How 'Netflix and Chill' popularized digital ordering
By Kevin Sanders, CMO, Onosys
What does Netflix have in common with online ordering? At first consideration, absolutely nothing. However, take a wider look at how cultural trends led to the success of services like Netflix and it quickly becomes clear that two are practically intertwined.
How so? During the Great Recession, many people were forced to cut back on spending and cocoon — spend more time at home because they couldn't afford to go out as much. Turned out a lot of us found out that we liked it and kept doing it even after the recession ended. Thus "Hygge" made its way to the U.S. Pronounced "hoo-guh," the Danish word for coziness embodies this idea of comfort and togetherness at home. Add the fact that there are fewer reasons to go out now — we do more of our shopping from home, our entertainment arrives via Netflix.
So if we're spending more time at home, it makes sense that we'd prefer to eat there, too and the dining trends continue to reflect that as NPD reports 48 percent of dinners purchased from a restaurant were eaten at home. To break that down by mealtime, 81 percent of dinners are now eaten at home and 51 percent of lunch is now eaten at home. And that lunch stat is of particular interest as only a few year's back that number was nowhere near where it is as lunch was traditionally eaten at the office. Which brings us to our final cultural contributor.

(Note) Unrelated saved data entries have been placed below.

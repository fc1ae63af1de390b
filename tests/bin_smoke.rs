//! Smoke tests for the `pfl` binary surface.

use assert_cmd::Command;
use assert_fs::prelude::*;
use predicates::prelude::*;

#[test]
fn run_without_message_is_a_usage_error() {
    Command::cargo_bin("pfl")
        .unwrap()
        .args(["run", "src/lib.rs"])
        .assert()
        .failure()
        .stderr(predicate::str::contains("--message"));
}

#[test]
fn run_without_server_reports_missing_configuration() {
    let tmp = assert_fs::TempDir::new().unwrap();
    Command::cargo_bin("pfl")
        .unwrap()
        .current_dir(tmp.path())
        .env("HOME", tmp.path())
        .env_remove("PREFLIGHT_SERVER")
        .args(["run", "-m", "change", "--no-wait"])
        .write_stdin("")
        .assert()
        .failure()
        .stderr(predicate::str::contains("No server configured"));
}

#[test]
fn init_writes_a_config_file() {
    let tmp = assert_fs::TempDir::new().unwrap();
    Command::cargo_bin("pfl")
        .unwrap()
        .args(["init", tmp.path().to_str().unwrap()])
        .assert()
        .success();
    tmp.child("preflight.toml")
        .assert(predicate::str::contains("timeout_secs"));

    // Without --force a second init must refuse to overwrite.
    Command::cargo_bin("pfl")
        .unwrap()
        .args(["init", tmp.path().to_str().unwrap()])
        .assert()
        .failure()
        .stderr(predicate::str::contains("--force"));
}

#[test]
fn login_then_logout_round_trips_the_credential_store() {
    let tmp = assert_fs::TempDir::new().unwrap();

    Command::cargo_bin("pfl")
        .unwrap()
        .env("HOME", tmp.path())
        .args(["login", "ci:9955", "--user", "alice", "--password", "pw"])
        .assert()
        .success()
        .stdout(predicate::str::contains("Stored credentials"));

    tmp.child(".preflight/credentials.toml")
        .assert(predicate::str::contains("alice"));

    Command::cargo_bin("pfl")
        .unwrap()
        .env("HOME", tmp.path())
        .args(["logout", "ci:9955"])
        .assert()
        .success()
        .stdout(predicate::str::contains("Removed credentials"));
}

#[test]
fn completions_print_to_stdout() {
    Command::cargo_bin("pfl")
        .unwrap()
        .args(["completions", "bash", "--stdout"])
        .assert()
        .success()
        .stdout(predicate::str::contains("pfl"));
}
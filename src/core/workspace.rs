//! The mapping scope chain: overriding matcher, nearest per-directory
//! rule-file, global rule-file.
//!
//! Exactly one scope is consulted per file. When a per-directory rule-file
//! exists but none of its rules cover the file, the file stays unmapped;
//! there is no fall-through to the global file and no merging of scopes.

use std::collections::HashMap;
use std::path::{Path, PathBuf};
use std::sync::Arc;

use tracing::debug;

use crate::core::errors::RunError;
use crate::core::mapper::{
    MappingResult, RULE_FILE_NAME, RuleFile, canonicalize_allowing_missing,
};

/// Environment variable overriding the global rule-file location.
pub const GLOBAL_MAPPINGS_ENV: &str = "PREFLIGHT_MAPPINGS";

/// Default user-level location of the global rule-file.
pub const GLOBAL_MAPPINGS_PATH: &str = "~/.preflight/mappings";

/// Hierarchical local-to-repository resolver with a per-directory cache of
/// governing rule-files, so repeated files in one directory avoid
/// re-walking the hierarchy.
pub struct Workspace {
    overriding: Option<Arc<RuleFile>>,
    global: Option<Arc<RuleFile>>,
    /// Directory -> governing rule-file (`None` = nothing found upward).
    dir_cache: HashMap<PathBuf, Option<Arc<RuleFile>>>,
}

impl Workspace {
    /// Builds the scope chain. Both the overriding file (if given) and an
    /// existing global file are loaded eagerly; a malformed one is fatal.
    pub fn new(overriding: Option<&Path>) -> Result<Self, RunError> {
        let overriding = match overriding {
            Some(path) => Some(Arc::new(RuleFile::load(path)?)),
            None => None,
        };
        let global = match global_mappings_location() {
            Some(path) if path.exists() => {
                debug!(file = %path.display(), "loading global rule-file");
                Some(Arc::new(RuleFile::load(&path)?))
            }
            _ => None,
        };
        Ok(Self {
            overriding,
            global,
            dir_cache: HashMap::new(),
        })
    }

    #[cfg(test)]
    pub(crate) fn with_scopes(
        overriding: Option<RuleFile>,
        global: Option<RuleFile>,
    ) -> Self {
        Self {
            overriding: overriding.map(Arc::new),
            global: global.map(Arc::new),
            dir_cache: HashMap::new(),
        }
    }

    /// Resolves one local file to its repository path, or `None` when the
    /// consulted scope has no rule for it.
    pub fn resolve(&mut self, file: &Path) -> Result<Option<MappingResult>, RunError> {
        let canonical =
            canonicalize_allowing_missing(file).map_err(|source| RunError::InvalidPath {
                path: file.to_path_buf(),
                source,
            })?;

        let matcher = if let Some(overriding) = &self.overriding {
            Some(Arc::clone(overriding))
        } else if let Some(per_dir) = self.nearest_rule_file(&canonical)? {
            Some(per_dir)
        } else {
            self.global.as_ref().map(Arc::clone)
        };

        let Some(matcher) = matcher else {
            debug!(file = %canonical.display(), "no mapping scope found");
            return Ok(None);
        };

        let hit = matcher.matching(&canonical);
        if hit.is_none() {
            debug!(
                file = %canonical.display(),
                rules = %matcher.origin().display(),
                "scope consulted but no rule matched"
            );
        }
        Ok(hit)
    }

    /// Walks from the file's parent directory upward to the filesystem
    /// root, stopping at the first directory containing a rule-file.
    /// Every visited directory is cached, hits and misses alike.
    fn nearest_rule_file(&mut self, canonical: &Path) -> Result<Option<Arc<RuleFile>>, RunError> {
        let mut visited = Vec::new();
        let mut found: Option<Arc<RuleFile>> = None;

        let mut dir = canonical.parent();
        while let Some(current) = dir {
            if let Some(cached) = self.dir_cache.get(current) {
                found = cached.clone();
                break;
            }
            let candidate = current.join(RULE_FILE_NAME);
            visited.push(current.to_path_buf());
            if candidate.is_file() {
                found = Some(Arc::new(RuleFile::load(&candidate)?));
                break;
            }
            dir = current.parent();
        }

        for dir in visited {
            self.dir_cache.insert(dir, found.clone());
        }
        Ok(found)
    }
}

/// Location of the global rule-file: environment override first, then the
/// fixed user-level default.
fn global_mappings_location() -> Option<PathBuf> {
    if let Ok(path) = std::env::var(GLOBAL_MAPPINGS_ENV)
        && !path.trim().is_empty()
    {
        return Some(PathBuf::from(path));
    }
    let expanded = shellexpand::tilde(GLOBAL_MAPPINGS_PATH);
    Some(PathBuf::from(expanded.into_owned()))
}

Netflix and chill: The millennial influence
While mobile ordering is growing across just about every demographic, there's one group that stands out — millennials. That same NPD report found that most mobile orders are coming from consumers under 35 years old with above-average incomes. And it's no surprise that this generation raised during the dawn of the internet age would value the convenience of mobile ordering, a preference confirmed by Y Combinator's recent survey which found 44 percent say that convenience is more important than cuisine. To stay in favor with this up and coming generation restaurants will need to continue to build on their mobile and digital offerings to keep things convenient for the mobile millennial.
A call for convenience: Hygge and hyper-busy
While at first the rise of hygge might appear to be in direct conflict with the uber-busyness of everyone these days, the two actually go hand-in-hand. As our lives get bogged down by more than ever — work that needs to get done, kids that need to get to practice, and countless other tasks to accomplish — the value of saving time (that can then be spent in that cocoon) with easy on-the-go meal options is higher than ever.
It's a contradiction that begs for convenience. And while technology has created this go-go-go existence it's also solving the problems with this perpetual motion state of being. Because in a world where every second counts, mobile ordering can save the most precious commodity of all — time. Mobile ordering is especially important with busy families. NPD found that 35 percnet of digital orders are coming from households with children. So digital ordering is making more time for family.
As these key cultural trends continue to push consumers toward digital ordering platforms, restaurants must be ready to keep up with the demand. Last year, mobile ordering grew 18 percent, accounting for 1.9 billion foodservice visits (5 percent of all restaurant orders), according to the NPD group. Add the data from a recent report from BI Intelligence which projects mobile order-ahead will be a $38 billion industry by 2020 and one thing is clear — online ordering is on the rise.
Although some national restaurant chains have offered mobile ordering options for years, local restaurants and franchises are just beginning to discover the benefits. Technology is no longer a nice add-on for restaurants it's becoming a part of the restaurant experience for customers, whether that's through mobile ordering or loyalty programs. Paying attention to these cultural shifts can help you get ahead of them and continue to deliver excellent customer service online and in-person.